*WORK INSTRUCTION*
Determine the number of lines in these entries that hold the word "RgbaImage". Give the number and nothing more.
+ + +
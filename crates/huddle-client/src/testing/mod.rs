//! Test doubles for the session core
//!
//! In-memory stand-ins for every external collaborator: the peer
//! transport, capture devices, the segmentation model and the recording
//! encoder. They record what the core did to them so tests can assert on
//! it.

pub mod devices;
pub mod encoder;
pub mod frames;
pub mod segmenter;
pub mod transport;

pub use devices::{FakeDevices, Grant};
pub use encoder::MemoryEncoderFactory;
pub use frames::{audio_chunk, eventually, feed_video, video_frame};
pub use segmenter::FakeSegmenter;
pub use transport::{FakeCall, FakeChannel, FakeTransport};
//! Virtual background compositor
//!
//! Reads frames from the camera's video track, asks the segmenter for a
//! person mask and publishes the composited frame on its own `Virtual`
//! source. The loop is paced by a tokio interval and exits on its own once
//! the active flag drops or a newer loop replaced it.

use std::path::Path;
use std::sync::atomic::{AtomicBool, AtomicU64, AtomicUsize, Ordering};
use std::sync::{Arc, Mutex, PoisonError};
use std::time::Duration;

use huddle_media::compositing::{self, BackgroundFill};
use huddle_media::{CompositeError, MediaFrame, SegmentationMask, VideoFrame};
use huddle_protocol::{BackgroundMode, SourceKind, TrackKind};
use image::RgbaImage;
use tokio::sync::broadcast::error::TryRecvError;
use tokio::sync::watch;
use tokio::task::JoinHandle;
use tokio::time::MissedTickBehavior;

use crate::config::CompositorSettings;
use crate::media::{MediaSource, MediaTrack};
use crate::session::segmentation::Segmenter;

#[derive(Debug, Clone, Copy, PartialEq)]
pub struct CompositorConfig {
    pub frame_interval: Duration,
    pub ready_backoff: Duration,
    pub blur_sigma: f32,
}

impl Default for CompositorConfig {
    fn default() -> Self {
        Self::from(&CompositorSettings::default())
    }
}

impl From<&CompositorSettings> for CompositorConfig {
    fn from(settings: &CompositorSettings) -> Self {
        Self {
            frame_interval: settings.frame_interval(),
            ready_backoff: settings.ready_backoff(),
            blur_sigma: settings.blur_sigma,
        }
    }
}

/// Load the replacement background, `None` degrades Image mode to blur
pub fn load_background(path: &Path) -> Option<Arc<RgbaImage>> {
    match image::open(path) {
        Ok(image) => {
            tracing::info!("Loaded background image {:?}", path);
            Some(Arc::new(image.to_rgba8()))
        }
        Err(e) => {
            tracing::warn!("Failed to load background image {:?}: {}. Falling back to blur.", path, e);
            None
        }
    }
}

#[derive(Clone)]
pub struct Compositor {
    inner: Arc<CompositorInner>,
}

struct CompositorInner {
    segmenter: Arc<dyn Segmenter>,
    config: CompositorConfig,
    background: Option<Arc<RgbaImage>>,
    mode: watch::Sender<BackgroundMode>,
    output: Arc<MediaSource>,
    output_ready: watch::Sender<bool>,
    is_running: AtomicBool,
    closed: AtomicBool,
    generation: AtomicU64,
    loop_task: Mutex<Option<JoinHandle<()>>>,
    running_loops: AtomicUsize,
    composited: AtomicU64,
}

impl CompositorInner {
    fn is_current(&self, generation: u64) -> bool {
        self.is_running.load(Ordering::SeqCst) && self.generation.load(Ordering::SeqCst) == generation
    }
}

/// Keeps the running loop count honest even when the task is aborted
struct LoopGuard(Arc<CompositorInner>);

impl Drop for LoopGuard {
    fn drop(&mut self) {
        self.0.running_loops.fetch_sub(1, Ordering::SeqCst);
    }
}

impl Compositor {
    pub fn new(segmenter: Arc<dyn Segmenter>, config: CompositorConfig, background: Option<Arc<RgbaImage>>) -> Self {
        let output = MediaSource::new(
            SourceKind::Virtual,
            vec![MediaTrack::new(TrackKind::Video, "virtual background")],
        );
        let (mode, _) = watch::channel(BackgroundMode::None);
        let (output_ready, _) = watch::channel(false);

        Self {
            inner: Arc::new(CompositorInner {
                segmenter,
                config,
                background,
                mode,
                output,
                output_ready,
                is_running: AtomicBool::new(false),
                closed: AtomicBool::new(false),
                generation: AtomicU64::new(0),
                loop_task: Mutex::new(None),
                running_loops: AtomicUsize::new(0),
                composited: AtomicU64::new(0),
            }),
        }
    }

    /// The `Virtual` source frames are published on
    pub fn output(&self) -> Arc<MediaSource> {
        self.inner.output.clone()
    }

    /// Takes effect on the next composited frame
    pub fn set_mode(&self, mode: BackgroundMode) {
        self.inner.mode.send_replace(mode);
    }

    pub fn mode(&self) -> BackgroundMode {
        *self.inner.mode.borrow()
    }

    /// `true` once the current loop produced a frame, `false` after stop
    pub fn subscribe_ready(&self) -> watch::Receiver<bool> {
        self.inner.output_ready.subscribe()
    }

    pub fn has_output(&self) -> bool {
        *self.inner.output_ready.borrow()
    }

    pub fn is_running(&self) -> bool {
        self.inner.is_running.load(Ordering::SeqCst)
    }

    /// Frame loops currently alive
    pub fn running_loops(&self) -> usize {
        self.inner.running_loops.load(Ordering::SeqCst)
    }

    pub fn composited_frames(&self) -> u64 {
        self.inner.composited.load(Ordering::SeqCst)
    }

    /// Start compositing frames from `camera`.
    ///
    /// A previous loop is aborted first, so at most one loop is ever
    /// scheduled.
    pub fn start(&self, camera: Arc<MediaTrack>) {
        if self.inner.closed.load(Ordering::SeqCst) {
            tracing::warn!("Compositor already closed, not starting");
            return;
        }

        let mut task = self.inner.loop_task.lock().unwrap_or_else(PoisonError::into_inner);
        if let Some(previous) = task.take() {
            previous.abort();
        }

        let generation = self.inner.generation.fetch_add(1, Ordering::SeqCst) + 1;
        self.inner.is_running.store(true, Ordering::SeqCst);
        self.inner.running_loops.fetch_add(1, Ordering::SeqCst);

        let guard = LoopGuard(self.inner.clone());
        *task = Some(tokio::spawn(run_loop(guard, generation, camera)));
        tracing::info!("Compositor started (generation {})", generation);
    }

    /// Idempotent, safe before `start`
    pub fn stop(&self) {
        if self.inner.is_running.swap(false, Ordering::SeqCst) {
            tracing::info!("Compositor stopped");
        }
        self.inner.output_ready.send_replace(false);
    }

    /// Stop and end the virtual source for good
    pub fn close(&self) {
        self.stop();
        self.inner.closed.store(true, Ordering::SeqCst);
        if let Some(task) = self
            .inner
            .loop_task
            .lock()
            .unwrap_or_else(PoisonError::into_inner)
            .take()
        {
            task.abort();
        }
        self.inner.output.stop();
    }
}

async fn run_loop(guard: LoopGuard, generation: u64, camera: Arc<MediaTrack>) {
    let inner = guard.0.clone();
    let mut frames = camera.subscribe();
    let mut latest: Option<Arc<VideoFrame>> = None;
    let mut published_any = false;

    let mut ticker = tokio::time::interval(inner.config.frame_interval);
    ticker.set_missed_tick_behavior(MissedTickBehavior::Skip);

    loop {
        ticker.tick().await;
        if !inner.is_current(generation) {
            break;
        }
        if !camera.is_live() {
            tracing::info!("Camera track ended, compositor loop exiting");
            break;
        }

        // Only the newest camera frame matters
        loop {
            match frames.try_recv() {
                Ok(MediaFrame::Video(frame)) => latest = Some(frame),
                Ok(MediaFrame::Audio(_)) => {}
                Err(TryRecvError::Lagged(skipped)) => {
                    tracing::trace!("Compositor skipped {} camera frames", skipped);
                }
                Err(TryRecvError::Empty) | Err(TryRecvError::Closed) => break,
            }
        }

        if *inner.mode.borrow() == BackgroundMode::None {
            continue;
        }

        if !inner.segmenter.is_ready() {
            tracing::debug!("Segmenter not ready, retrying in {:?}", inner.config.ready_backoff);
            tokio::time::sleep(inner.config.ready_backoff).await;
            continue;
        }

        let Some(frame) = latest.take() else {
            continue;
        };

        let segmentation = inner.segmenter.segment(frame).await;
        if !inner.is_current(generation) {
            break;
        }
        let segmentation = match segmentation {
            Ok(segmentation) => segmentation,
            Err(e) => {
                tracing::warn!("Segmentation failed, retrying next tick: {}", e);
                continue;
            }
        };

        let mode = *inner.mode.borrow();
        let background = inner.background.clone();
        let sigma = inner.config.blur_sigma;
        let rendered = tokio::task::spawn_blocking(move || {
            render(&segmentation.image, &segmentation.mask, mode, background.as_deref(), sigma)
        })
        .await;
        if !inner.is_current(generation) {
            break;
        }

        match rendered {
            Ok(Ok(composited)) => {
                let Some(track) = inner.output.video_track() else {
                    break;
                };
                track.publish(MediaFrame::Video(Arc::new(composited)));
                let count = inner.composited.fetch_add(1, Ordering::SeqCst) + 1;
                if !published_any {
                    published_any = true;
                    inner.output_ready.send_replace(true);
                    tracing::info!("First virtual background frame published");
                }
                if count % 300 == 0 {
                    tracing::debug!("Composited {} frames", count);
                }
            }
            Ok(Err(e)) => tracing::warn!("Failed to composite frame: {}", e),
            Err(e) => tracing::warn!("Compositing task failed: {}", e),
        }
    }

    tracing::debug!("Compositor loop (generation {}) exited", generation);
    drop(guard);
}

fn render(
    frame: &VideoFrame,
    mask: &SegmentationMask,
    mode: BackgroundMode,
    background: Option<&RgbaImage>,
    sigma: f32,
) -> Result<VideoFrame, CompositeError> {
    let fill = match (mode, background) {
        (BackgroundMode::Image, Some(image)) => BackgroundFill::Image(image),
        _ => BackgroundFill::Blur { sigma },
    };
    compositing::composite_frame(frame, mask, &fill)
}

#[cfg(test)]
mod tests {
    use super::*;
    use crate::testing::{self, FakeSegmenter};

    fn fast_config() -> CompositorConfig {
        CompositorConfig {
            frame_interval: Duration::from_millis(5),
            ready_backoff: Duration::from_millis(20),
            blur_sigma: 2.0,
        }
    }

    fn camera_track() -> Arc<MediaTrack> {
        MediaTrack::new(TrackKind::Video, "camera")
    }

    /// Keep a camera track fed until the returned handle is aborted
    fn feed(track: Arc<MediaTrack>) -> JoinHandle<()> {
        tokio::spawn(async move {
            loop {
                track.publish_video(testing::video_frame(8, 8));
                tokio::time::sleep(Duration::from_millis(3)).await;
            }
        })
    }

    #[tokio::test]
    async fn stop_before_start_is_harmless() {
        let compositor = Compositor::new(Arc::new(FakeSegmenter::ready()), fast_config(), None);
        compositor.stop();
        compositor.stop();
        assert!(!compositor.is_running());
        assert_eq!(compositor.running_loops(), 0);
    }

    #[tokio::test]
    async fn restarts_never_leave_two_loops() {
        let compositor = Compositor::new(Arc::new(FakeSegmenter::ready()), fast_config(), None);
        let camera = camera_track();

        for _ in 0..10 {
            compositor.start(camera.clone());
            compositor.stop();
            compositor.start(camera.clone());
            tokio::task::yield_now().await;
        }

        testing::eventually(|| compositor.running_loops() == 1).await;
        tokio::time::sleep(Duration::from_millis(50)).await;
        assert_eq!(compositor.running_loops(), 1);
        compositor.stop();
        testing::eventually(|| compositor.running_loops() == 0).await;
    }

    #[tokio::test]
    async fn waits_for_segmenter_then_publishes() {
        let segmenter = Arc::new(FakeSegmenter::loading());
        let compositor = Compositor::new(segmenter.clone(), fast_config(), None);
        compositor.set_mode(BackgroundMode::Blur);
        let camera = camera_track();
        let feeder = feed(camera.clone());
        let mut output = compositor.output().video_track().unwrap().subscribe();

        compositor.start(camera);
        tokio::time::sleep(Duration::from_millis(60)).await;
        assert_eq!(segmenter.calls(), 0);
        assert!(!compositor.has_output());

        segmenter.set_ready(true);
        testing::eventually(|| compositor.has_output()).await;
        assert!(matches!(output.recv().await.unwrap(), MediaFrame::Video(_)));

        feeder.abort();
        compositor.close();
    }

    #[tokio::test]
    async fn mode_none_skips_segmentation() {
        let segmenter = Arc::new(FakeSegmenter::ready());
        let compositor = Compositor::new(segmenter.clone(), fast_config(), None);
        let camera = camera_track();
        let feeder = feed(camera.clone());

        compositor.start(camera);
        tokio::time::sleep(Duration::from_millis(50)).await;
        assert_eq!(segmenter.calls(), 0);

        compositor.set_mode(BackgroundMode::Image);
        testing::eventually(|| compositor.composited_frames() > 0).await;

        feeder.abort();
        compositor.close();
    }

    #[tokio::test]
    async fn segmentation_failures_are_retried() {
        let segmenter = Arc::new(FakeSegmenter::ready());
        segmenter.fail_next(3);
        let compositor = Compositor::new(segmenter.clone(), fast_config(), None);
        compositor.set_mode(BackgroundMode::Blur);
        let camera = camera_track();
        let feeder = feed(camera.clone());

        compositor.start(camera);
        testing::eventually(|| compositor.composited_frames() > 0).await;
        assert!(segmenter.calls() >= 4);

        feeder.abort();
        compositor.close();
    }

    #[tokio::test]
    async fn one_composite_per_segmentation() {
        let segmenter = Arc::new(FakeSegmenter::ready());
        let compositor = Compositor::new(segmenter.clone(), fast_config(), None);
        compositor.set_mode(BackgroundMode::Blur);
        let camera = camera_track();
        let feeder = feed(camera.clone());

        compositor.start(camera);
        testing::eventually(|| compositor.composited_frames() >= 5).await;
        feeder.abort();
        compositor.stop();
        testing::eventually(|| compositor.running_loops() == 0).await;

        // Results that landed after stop are discarded, never doubled
        assert!(compositor.composited_frames() <= segmenter.successes());
        assert!(segmenter.successes() - compositor.composited_frames() <= 1);
    }

    #[test]
    fn image_mode_without_background_blurs() {
        let frame = testing::video_frame(8, 8);
        let mask = SegmentationMask::filled(8, 8, 0);
        let out = render(&frame, &mask, BackgroundMode::Image, None, 2.0).unwrap();
        assert_eq!((out.width, out.height), (8, 8));
    }

    #[test]
    fn unreadable_background_is_none() {
        assert!(load_background(Path::new("/no/such/background.png")).is_none());
    }
}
+ + +
*RESPONSE AREA*
5